■ **Directions**
Return each line of the records holding the string "macmap".
== Provided entries ==
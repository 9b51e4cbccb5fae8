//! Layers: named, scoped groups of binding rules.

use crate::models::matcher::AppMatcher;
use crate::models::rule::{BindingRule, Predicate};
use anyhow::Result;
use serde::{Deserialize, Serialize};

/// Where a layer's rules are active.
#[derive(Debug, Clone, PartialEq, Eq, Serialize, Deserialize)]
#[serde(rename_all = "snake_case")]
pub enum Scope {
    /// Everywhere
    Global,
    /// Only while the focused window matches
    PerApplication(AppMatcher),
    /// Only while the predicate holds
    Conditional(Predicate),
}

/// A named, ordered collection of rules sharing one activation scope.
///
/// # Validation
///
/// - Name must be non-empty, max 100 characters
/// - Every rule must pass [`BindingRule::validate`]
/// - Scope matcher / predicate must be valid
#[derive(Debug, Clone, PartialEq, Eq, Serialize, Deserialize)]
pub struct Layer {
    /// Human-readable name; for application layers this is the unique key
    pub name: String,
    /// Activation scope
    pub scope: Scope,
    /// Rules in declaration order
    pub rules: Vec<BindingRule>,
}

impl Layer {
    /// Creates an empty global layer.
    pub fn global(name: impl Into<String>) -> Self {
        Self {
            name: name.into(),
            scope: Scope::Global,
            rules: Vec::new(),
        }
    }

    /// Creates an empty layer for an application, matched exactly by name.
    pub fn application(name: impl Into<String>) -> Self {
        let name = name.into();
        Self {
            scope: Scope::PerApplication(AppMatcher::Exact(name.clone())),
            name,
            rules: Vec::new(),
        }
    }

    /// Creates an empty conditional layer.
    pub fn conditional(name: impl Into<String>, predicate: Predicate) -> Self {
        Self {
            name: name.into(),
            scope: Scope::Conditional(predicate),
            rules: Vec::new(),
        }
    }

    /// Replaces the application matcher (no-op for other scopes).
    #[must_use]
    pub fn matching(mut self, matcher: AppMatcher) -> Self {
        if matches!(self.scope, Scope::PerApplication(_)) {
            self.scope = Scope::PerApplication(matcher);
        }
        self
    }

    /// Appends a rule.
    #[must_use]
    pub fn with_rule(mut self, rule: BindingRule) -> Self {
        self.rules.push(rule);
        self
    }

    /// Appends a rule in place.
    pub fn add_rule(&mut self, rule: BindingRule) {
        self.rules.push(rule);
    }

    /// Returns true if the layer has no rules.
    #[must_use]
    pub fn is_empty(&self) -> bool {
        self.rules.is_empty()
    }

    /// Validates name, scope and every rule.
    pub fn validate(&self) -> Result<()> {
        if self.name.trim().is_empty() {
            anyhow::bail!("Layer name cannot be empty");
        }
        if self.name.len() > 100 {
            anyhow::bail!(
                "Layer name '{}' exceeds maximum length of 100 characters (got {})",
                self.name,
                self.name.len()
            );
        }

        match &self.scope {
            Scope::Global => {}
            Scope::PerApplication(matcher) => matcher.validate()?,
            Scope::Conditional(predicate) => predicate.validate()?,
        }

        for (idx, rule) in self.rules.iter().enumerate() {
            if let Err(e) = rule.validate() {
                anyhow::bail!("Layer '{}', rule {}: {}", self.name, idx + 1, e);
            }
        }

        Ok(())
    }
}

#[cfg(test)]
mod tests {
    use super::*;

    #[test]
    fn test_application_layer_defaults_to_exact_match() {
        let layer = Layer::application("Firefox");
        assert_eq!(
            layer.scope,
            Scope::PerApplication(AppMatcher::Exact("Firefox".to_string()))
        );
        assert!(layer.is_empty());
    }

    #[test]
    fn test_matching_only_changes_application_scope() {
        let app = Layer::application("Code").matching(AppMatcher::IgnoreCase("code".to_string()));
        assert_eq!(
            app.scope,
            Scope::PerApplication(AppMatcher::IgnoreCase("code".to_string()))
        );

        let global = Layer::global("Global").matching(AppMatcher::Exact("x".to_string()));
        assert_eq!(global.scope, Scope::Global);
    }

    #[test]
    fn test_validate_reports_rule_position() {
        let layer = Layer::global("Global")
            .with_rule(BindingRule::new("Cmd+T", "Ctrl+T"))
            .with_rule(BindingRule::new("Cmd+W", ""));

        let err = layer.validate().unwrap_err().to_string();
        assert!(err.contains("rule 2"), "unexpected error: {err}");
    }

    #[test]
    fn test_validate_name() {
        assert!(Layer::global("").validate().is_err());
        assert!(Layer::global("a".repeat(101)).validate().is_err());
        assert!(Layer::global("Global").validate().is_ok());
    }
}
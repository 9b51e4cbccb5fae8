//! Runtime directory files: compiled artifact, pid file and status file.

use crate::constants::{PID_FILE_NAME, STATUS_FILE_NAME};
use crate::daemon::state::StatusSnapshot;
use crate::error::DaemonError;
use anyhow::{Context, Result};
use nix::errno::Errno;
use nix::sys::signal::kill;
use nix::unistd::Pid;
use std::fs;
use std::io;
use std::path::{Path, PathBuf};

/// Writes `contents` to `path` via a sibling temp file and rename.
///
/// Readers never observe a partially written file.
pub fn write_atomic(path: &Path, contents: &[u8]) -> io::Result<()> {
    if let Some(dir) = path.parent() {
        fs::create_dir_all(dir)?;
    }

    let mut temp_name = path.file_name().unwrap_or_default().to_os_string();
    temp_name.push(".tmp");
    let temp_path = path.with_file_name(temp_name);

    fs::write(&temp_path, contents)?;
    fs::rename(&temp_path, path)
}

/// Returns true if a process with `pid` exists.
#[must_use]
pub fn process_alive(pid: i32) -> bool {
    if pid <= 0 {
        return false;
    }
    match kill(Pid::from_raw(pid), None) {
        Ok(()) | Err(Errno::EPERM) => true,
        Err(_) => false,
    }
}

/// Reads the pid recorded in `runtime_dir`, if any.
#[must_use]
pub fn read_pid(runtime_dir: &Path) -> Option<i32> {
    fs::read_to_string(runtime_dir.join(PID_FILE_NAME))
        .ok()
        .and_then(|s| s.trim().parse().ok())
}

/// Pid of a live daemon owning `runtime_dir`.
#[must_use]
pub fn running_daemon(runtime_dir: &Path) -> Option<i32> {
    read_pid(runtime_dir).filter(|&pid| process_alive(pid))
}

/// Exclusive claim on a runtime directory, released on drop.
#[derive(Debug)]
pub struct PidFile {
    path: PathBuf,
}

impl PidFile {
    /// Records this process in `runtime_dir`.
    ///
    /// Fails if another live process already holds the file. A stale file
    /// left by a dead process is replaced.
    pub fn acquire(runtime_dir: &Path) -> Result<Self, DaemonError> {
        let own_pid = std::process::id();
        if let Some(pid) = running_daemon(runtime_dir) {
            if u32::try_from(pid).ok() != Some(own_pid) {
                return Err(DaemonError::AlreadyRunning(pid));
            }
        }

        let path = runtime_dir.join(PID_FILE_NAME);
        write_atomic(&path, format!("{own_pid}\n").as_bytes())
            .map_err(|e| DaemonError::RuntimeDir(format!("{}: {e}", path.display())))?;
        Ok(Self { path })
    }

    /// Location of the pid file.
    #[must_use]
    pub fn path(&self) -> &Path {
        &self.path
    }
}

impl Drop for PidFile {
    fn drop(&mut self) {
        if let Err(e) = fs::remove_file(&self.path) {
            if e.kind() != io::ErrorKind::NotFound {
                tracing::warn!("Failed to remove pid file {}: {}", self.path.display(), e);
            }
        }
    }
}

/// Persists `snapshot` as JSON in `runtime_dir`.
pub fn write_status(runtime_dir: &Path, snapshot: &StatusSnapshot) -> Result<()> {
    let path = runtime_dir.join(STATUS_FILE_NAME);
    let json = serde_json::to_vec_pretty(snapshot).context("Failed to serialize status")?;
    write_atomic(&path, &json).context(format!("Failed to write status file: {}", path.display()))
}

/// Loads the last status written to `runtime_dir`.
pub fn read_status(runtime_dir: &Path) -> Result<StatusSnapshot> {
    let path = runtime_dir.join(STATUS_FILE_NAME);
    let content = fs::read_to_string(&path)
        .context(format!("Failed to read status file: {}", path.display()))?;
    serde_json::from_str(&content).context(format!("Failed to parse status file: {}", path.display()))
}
===
== Provided entries ==
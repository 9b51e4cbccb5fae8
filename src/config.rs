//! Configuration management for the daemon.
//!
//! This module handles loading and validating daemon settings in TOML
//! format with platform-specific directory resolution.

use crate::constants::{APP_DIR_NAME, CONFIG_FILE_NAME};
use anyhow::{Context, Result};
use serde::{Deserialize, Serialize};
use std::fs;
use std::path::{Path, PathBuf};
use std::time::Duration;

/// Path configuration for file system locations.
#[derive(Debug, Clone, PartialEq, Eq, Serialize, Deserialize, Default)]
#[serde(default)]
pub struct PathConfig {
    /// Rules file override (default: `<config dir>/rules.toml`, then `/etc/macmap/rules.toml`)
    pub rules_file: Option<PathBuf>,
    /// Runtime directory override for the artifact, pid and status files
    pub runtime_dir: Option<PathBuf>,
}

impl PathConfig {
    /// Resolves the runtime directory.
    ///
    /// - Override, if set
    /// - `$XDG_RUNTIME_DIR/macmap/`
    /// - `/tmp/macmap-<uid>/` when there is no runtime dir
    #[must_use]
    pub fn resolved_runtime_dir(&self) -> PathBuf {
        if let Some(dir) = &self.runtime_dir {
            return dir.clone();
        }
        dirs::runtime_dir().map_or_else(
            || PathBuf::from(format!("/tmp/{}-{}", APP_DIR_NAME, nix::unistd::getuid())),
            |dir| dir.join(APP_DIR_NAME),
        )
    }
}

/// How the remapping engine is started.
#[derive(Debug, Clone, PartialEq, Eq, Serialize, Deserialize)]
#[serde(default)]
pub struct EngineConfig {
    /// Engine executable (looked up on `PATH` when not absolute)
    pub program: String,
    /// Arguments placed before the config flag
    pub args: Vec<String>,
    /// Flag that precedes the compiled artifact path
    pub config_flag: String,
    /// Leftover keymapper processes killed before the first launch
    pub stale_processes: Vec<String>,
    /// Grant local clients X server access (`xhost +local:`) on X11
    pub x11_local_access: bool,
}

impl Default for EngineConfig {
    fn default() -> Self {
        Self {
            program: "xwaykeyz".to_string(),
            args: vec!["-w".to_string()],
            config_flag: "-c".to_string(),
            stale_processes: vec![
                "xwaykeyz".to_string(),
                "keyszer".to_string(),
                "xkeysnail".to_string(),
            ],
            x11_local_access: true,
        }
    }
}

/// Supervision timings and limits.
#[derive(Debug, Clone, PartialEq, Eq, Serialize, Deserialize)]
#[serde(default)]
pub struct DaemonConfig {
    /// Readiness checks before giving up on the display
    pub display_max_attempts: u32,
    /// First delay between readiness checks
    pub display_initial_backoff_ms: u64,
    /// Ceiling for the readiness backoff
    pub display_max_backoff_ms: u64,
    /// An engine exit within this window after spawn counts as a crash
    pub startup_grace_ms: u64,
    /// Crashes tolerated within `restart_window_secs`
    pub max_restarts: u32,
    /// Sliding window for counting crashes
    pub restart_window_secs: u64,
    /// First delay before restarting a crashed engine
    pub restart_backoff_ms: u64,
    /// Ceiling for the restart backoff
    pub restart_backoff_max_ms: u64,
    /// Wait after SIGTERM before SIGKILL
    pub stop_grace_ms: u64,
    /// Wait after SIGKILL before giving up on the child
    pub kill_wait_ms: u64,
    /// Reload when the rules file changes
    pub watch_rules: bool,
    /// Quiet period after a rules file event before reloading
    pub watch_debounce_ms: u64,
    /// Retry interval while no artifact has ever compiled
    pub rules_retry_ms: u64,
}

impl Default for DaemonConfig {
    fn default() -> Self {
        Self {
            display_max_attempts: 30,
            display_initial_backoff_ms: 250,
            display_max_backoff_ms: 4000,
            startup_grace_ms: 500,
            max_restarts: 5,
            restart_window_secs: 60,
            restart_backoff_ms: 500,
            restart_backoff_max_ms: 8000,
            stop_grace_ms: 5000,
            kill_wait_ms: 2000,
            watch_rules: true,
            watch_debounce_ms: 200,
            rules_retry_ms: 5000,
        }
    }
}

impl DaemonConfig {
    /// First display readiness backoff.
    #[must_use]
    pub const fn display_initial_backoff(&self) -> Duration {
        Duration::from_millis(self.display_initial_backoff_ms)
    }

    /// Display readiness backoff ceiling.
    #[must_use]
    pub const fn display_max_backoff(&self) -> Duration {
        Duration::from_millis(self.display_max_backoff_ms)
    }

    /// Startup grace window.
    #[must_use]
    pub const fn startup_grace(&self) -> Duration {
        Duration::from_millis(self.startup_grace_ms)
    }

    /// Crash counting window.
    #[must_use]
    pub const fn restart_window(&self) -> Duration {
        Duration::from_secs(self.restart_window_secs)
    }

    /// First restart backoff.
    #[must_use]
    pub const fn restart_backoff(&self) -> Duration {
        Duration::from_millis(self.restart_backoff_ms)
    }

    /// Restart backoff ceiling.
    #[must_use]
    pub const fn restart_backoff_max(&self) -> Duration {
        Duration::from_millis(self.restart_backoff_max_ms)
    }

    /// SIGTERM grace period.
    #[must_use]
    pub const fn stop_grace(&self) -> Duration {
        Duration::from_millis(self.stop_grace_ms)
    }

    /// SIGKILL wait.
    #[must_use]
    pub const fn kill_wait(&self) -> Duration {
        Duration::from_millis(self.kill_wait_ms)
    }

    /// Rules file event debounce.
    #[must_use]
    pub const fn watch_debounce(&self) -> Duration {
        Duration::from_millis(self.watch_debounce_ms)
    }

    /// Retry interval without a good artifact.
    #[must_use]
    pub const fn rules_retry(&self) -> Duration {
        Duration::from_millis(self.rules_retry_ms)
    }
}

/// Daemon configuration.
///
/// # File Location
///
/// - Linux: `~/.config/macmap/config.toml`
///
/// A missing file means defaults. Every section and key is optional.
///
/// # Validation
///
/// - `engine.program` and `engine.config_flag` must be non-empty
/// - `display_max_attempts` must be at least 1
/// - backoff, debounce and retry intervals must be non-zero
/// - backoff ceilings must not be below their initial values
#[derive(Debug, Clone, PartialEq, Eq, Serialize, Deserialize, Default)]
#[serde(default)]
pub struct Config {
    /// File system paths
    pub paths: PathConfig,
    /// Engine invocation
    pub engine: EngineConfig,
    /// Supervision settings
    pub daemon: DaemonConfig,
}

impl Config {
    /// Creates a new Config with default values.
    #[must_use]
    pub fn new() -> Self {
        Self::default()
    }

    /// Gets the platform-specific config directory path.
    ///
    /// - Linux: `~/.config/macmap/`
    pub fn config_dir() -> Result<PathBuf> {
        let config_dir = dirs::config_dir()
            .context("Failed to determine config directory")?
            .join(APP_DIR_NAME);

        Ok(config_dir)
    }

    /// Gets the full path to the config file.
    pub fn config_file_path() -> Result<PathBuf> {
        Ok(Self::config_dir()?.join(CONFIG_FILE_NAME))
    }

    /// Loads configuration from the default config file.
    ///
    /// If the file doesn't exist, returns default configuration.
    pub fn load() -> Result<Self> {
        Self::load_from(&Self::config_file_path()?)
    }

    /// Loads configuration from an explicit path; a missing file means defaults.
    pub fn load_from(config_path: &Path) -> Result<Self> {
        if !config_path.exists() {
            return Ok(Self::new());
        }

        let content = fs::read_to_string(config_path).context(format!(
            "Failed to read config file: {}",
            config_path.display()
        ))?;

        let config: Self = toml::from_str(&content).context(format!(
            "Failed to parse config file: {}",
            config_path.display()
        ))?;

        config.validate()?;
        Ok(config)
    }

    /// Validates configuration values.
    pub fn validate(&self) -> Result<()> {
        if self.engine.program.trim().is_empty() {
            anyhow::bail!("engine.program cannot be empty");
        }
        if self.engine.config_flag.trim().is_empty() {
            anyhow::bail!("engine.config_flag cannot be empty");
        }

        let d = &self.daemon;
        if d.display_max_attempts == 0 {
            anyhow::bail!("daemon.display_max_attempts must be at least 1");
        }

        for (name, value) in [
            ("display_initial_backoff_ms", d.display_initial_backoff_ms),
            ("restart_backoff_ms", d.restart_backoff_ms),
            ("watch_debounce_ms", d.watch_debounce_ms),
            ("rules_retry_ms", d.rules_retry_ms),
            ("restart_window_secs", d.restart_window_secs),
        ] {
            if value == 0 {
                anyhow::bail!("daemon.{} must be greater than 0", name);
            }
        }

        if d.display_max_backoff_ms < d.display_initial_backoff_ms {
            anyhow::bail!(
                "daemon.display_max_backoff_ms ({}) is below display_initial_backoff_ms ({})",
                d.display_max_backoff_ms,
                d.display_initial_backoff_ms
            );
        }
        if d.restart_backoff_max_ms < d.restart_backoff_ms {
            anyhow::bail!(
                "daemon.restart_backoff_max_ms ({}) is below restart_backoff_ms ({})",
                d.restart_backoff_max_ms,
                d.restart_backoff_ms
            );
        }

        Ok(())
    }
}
===
== Provided entries ==
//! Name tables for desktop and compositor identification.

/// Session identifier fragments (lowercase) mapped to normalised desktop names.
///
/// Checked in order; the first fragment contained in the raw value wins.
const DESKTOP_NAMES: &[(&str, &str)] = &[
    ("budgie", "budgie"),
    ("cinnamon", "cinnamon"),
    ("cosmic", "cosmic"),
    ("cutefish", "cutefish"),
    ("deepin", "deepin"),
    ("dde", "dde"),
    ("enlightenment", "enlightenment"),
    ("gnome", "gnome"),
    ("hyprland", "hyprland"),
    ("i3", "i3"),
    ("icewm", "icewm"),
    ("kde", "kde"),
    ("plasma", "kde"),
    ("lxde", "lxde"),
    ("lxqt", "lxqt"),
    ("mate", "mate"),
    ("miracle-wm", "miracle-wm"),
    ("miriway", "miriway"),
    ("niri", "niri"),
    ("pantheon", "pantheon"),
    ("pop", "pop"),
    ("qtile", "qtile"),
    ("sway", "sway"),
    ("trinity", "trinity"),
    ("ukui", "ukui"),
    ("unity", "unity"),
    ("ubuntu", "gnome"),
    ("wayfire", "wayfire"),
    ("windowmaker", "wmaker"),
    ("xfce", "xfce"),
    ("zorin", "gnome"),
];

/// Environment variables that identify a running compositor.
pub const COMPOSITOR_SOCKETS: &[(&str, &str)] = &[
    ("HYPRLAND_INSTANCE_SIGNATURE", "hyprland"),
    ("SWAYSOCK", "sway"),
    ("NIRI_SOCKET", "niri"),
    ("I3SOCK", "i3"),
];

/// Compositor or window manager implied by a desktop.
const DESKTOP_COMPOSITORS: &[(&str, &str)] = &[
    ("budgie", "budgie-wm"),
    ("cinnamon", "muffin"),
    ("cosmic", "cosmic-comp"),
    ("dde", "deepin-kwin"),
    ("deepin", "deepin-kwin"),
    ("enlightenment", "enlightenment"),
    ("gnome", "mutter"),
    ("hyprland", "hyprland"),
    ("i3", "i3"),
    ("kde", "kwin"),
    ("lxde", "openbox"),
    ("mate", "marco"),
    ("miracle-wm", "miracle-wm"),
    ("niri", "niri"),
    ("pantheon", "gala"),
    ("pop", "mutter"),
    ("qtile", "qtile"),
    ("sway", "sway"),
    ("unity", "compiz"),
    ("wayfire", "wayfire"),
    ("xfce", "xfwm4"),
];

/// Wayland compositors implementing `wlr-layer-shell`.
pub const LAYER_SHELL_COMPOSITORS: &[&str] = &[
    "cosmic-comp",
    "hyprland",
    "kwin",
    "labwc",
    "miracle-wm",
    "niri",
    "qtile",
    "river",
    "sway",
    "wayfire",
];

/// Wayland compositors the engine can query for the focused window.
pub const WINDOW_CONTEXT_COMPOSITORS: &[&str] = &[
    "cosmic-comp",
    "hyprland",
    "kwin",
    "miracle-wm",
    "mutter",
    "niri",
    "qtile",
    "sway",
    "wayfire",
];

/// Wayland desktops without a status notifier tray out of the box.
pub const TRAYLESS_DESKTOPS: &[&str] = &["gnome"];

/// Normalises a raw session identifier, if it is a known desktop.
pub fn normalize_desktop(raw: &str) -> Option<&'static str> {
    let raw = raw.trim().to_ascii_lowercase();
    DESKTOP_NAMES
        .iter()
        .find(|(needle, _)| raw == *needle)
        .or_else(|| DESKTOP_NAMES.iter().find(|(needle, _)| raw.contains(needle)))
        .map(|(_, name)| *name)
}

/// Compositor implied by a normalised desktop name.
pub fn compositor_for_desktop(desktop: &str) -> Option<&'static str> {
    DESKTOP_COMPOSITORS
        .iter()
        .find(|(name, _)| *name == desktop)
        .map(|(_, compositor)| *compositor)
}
===
■ **Problem solution**
    /// Rules file override (default: `<config dir>/rules.toml`, then `/etc/macmap/rules.toml`)
    /// - `$XDG_RUNTIME_DIR/macmap/`
    /// - `/tmp/macmap-<uid>/` when there is no runtime dir
/// - Linux: `~/.config/macmap/config.toml`
    /// - Linux: `~/.config/macmap/`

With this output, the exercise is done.